DATA FOR THIS TASK:
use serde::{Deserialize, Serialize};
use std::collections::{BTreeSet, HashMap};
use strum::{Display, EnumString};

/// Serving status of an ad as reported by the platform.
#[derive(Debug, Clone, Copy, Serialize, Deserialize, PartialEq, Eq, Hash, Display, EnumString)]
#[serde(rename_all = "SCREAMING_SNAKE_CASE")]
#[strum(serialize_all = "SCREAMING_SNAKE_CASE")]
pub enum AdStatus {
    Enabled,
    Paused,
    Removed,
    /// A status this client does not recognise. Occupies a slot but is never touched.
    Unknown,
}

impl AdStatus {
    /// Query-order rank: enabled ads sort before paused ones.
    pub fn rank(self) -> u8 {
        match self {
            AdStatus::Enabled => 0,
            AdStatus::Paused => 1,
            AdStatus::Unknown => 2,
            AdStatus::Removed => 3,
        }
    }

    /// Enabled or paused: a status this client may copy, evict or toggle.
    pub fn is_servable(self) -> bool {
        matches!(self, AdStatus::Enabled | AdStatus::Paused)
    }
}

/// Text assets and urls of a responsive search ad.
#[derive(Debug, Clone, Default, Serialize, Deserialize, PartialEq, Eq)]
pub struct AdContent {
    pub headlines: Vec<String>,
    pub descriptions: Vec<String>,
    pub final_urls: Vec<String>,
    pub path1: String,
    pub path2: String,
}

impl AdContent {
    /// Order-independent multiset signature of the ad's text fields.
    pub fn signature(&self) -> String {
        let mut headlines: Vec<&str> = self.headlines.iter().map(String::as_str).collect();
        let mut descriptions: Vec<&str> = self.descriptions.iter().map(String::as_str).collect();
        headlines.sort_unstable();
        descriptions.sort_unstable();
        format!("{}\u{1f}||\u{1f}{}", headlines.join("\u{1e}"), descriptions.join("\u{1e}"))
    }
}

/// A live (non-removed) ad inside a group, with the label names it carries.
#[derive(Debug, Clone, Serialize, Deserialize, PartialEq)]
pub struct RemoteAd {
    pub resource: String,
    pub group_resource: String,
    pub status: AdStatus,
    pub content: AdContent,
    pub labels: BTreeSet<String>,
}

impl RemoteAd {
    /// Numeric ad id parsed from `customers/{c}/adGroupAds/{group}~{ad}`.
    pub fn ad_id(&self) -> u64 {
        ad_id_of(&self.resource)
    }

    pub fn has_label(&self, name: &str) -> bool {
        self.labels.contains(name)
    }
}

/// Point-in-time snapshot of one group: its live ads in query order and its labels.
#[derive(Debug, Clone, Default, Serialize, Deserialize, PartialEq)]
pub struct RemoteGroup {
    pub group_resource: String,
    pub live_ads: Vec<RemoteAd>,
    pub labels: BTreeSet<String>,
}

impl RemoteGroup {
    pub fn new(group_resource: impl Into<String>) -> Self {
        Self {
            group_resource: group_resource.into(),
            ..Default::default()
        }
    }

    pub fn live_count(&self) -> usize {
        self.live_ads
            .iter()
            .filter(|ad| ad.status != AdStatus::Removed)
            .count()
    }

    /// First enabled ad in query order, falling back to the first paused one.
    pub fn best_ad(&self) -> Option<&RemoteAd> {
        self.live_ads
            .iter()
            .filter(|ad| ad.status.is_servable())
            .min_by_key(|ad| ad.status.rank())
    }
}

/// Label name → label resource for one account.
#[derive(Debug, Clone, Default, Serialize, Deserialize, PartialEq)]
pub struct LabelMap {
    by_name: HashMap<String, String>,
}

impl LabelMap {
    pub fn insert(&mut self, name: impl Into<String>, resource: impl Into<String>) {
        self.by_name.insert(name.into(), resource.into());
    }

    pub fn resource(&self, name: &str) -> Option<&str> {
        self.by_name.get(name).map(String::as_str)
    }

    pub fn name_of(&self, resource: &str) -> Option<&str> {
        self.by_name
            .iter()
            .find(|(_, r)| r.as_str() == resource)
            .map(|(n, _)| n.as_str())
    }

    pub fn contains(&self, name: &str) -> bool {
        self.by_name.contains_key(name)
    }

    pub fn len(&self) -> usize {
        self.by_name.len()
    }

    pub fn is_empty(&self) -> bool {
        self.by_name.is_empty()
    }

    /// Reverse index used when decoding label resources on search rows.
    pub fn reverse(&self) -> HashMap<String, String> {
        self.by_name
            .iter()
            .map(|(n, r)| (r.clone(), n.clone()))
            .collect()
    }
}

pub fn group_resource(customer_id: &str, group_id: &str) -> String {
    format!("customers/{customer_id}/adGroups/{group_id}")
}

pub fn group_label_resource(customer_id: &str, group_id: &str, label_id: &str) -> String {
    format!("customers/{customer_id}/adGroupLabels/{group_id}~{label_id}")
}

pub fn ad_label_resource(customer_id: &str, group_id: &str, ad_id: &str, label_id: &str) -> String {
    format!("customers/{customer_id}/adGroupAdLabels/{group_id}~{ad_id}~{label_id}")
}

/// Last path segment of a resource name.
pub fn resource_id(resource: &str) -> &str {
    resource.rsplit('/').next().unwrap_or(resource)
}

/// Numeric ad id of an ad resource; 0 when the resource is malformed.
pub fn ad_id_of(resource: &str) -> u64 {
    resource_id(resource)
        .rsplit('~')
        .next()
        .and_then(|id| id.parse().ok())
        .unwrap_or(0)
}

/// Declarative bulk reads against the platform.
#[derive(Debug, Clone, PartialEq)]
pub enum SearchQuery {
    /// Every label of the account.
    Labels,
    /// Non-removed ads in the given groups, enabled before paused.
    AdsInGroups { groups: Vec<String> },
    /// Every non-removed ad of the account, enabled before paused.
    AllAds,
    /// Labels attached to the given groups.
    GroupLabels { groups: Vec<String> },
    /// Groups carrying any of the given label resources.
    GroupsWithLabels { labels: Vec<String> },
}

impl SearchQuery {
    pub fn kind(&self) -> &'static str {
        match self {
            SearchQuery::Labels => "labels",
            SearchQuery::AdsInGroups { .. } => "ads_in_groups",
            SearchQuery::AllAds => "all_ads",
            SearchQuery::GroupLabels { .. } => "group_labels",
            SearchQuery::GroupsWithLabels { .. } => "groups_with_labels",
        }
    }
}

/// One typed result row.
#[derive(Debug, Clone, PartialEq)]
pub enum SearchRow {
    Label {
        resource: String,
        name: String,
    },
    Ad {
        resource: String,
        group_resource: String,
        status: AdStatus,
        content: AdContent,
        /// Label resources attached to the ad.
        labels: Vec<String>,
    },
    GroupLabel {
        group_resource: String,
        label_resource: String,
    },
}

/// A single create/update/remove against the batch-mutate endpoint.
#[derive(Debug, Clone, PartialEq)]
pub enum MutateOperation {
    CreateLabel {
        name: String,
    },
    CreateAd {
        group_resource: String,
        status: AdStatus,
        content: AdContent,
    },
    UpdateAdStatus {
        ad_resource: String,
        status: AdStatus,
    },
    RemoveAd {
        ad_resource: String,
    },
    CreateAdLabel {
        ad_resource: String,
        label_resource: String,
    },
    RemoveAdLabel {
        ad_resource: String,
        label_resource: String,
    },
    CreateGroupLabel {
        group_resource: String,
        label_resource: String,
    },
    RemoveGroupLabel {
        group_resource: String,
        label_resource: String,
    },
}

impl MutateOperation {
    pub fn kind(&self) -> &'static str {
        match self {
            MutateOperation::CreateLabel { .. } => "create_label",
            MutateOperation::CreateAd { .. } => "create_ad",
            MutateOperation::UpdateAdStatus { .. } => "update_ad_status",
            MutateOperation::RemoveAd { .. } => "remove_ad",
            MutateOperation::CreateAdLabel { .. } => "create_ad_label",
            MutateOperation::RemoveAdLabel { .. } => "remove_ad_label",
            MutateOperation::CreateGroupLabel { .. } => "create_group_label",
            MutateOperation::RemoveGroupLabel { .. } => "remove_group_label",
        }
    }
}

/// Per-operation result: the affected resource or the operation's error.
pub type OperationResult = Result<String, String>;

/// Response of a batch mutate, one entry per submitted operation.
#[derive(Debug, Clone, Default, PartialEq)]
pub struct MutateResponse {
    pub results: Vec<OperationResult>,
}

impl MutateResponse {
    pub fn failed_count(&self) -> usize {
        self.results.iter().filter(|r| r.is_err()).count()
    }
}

INSTRUCTIONS TO FOLLOW:
Which of the lines in the data contain the string "Display"? Return each one.

ANSWER FOR THE TASK:
use strum::{Display, EnumString};
#[derive(Debug, Clone, Copy, Serialize, Deserialize, PartialEq, Eq, Hash, Display, EnumString)]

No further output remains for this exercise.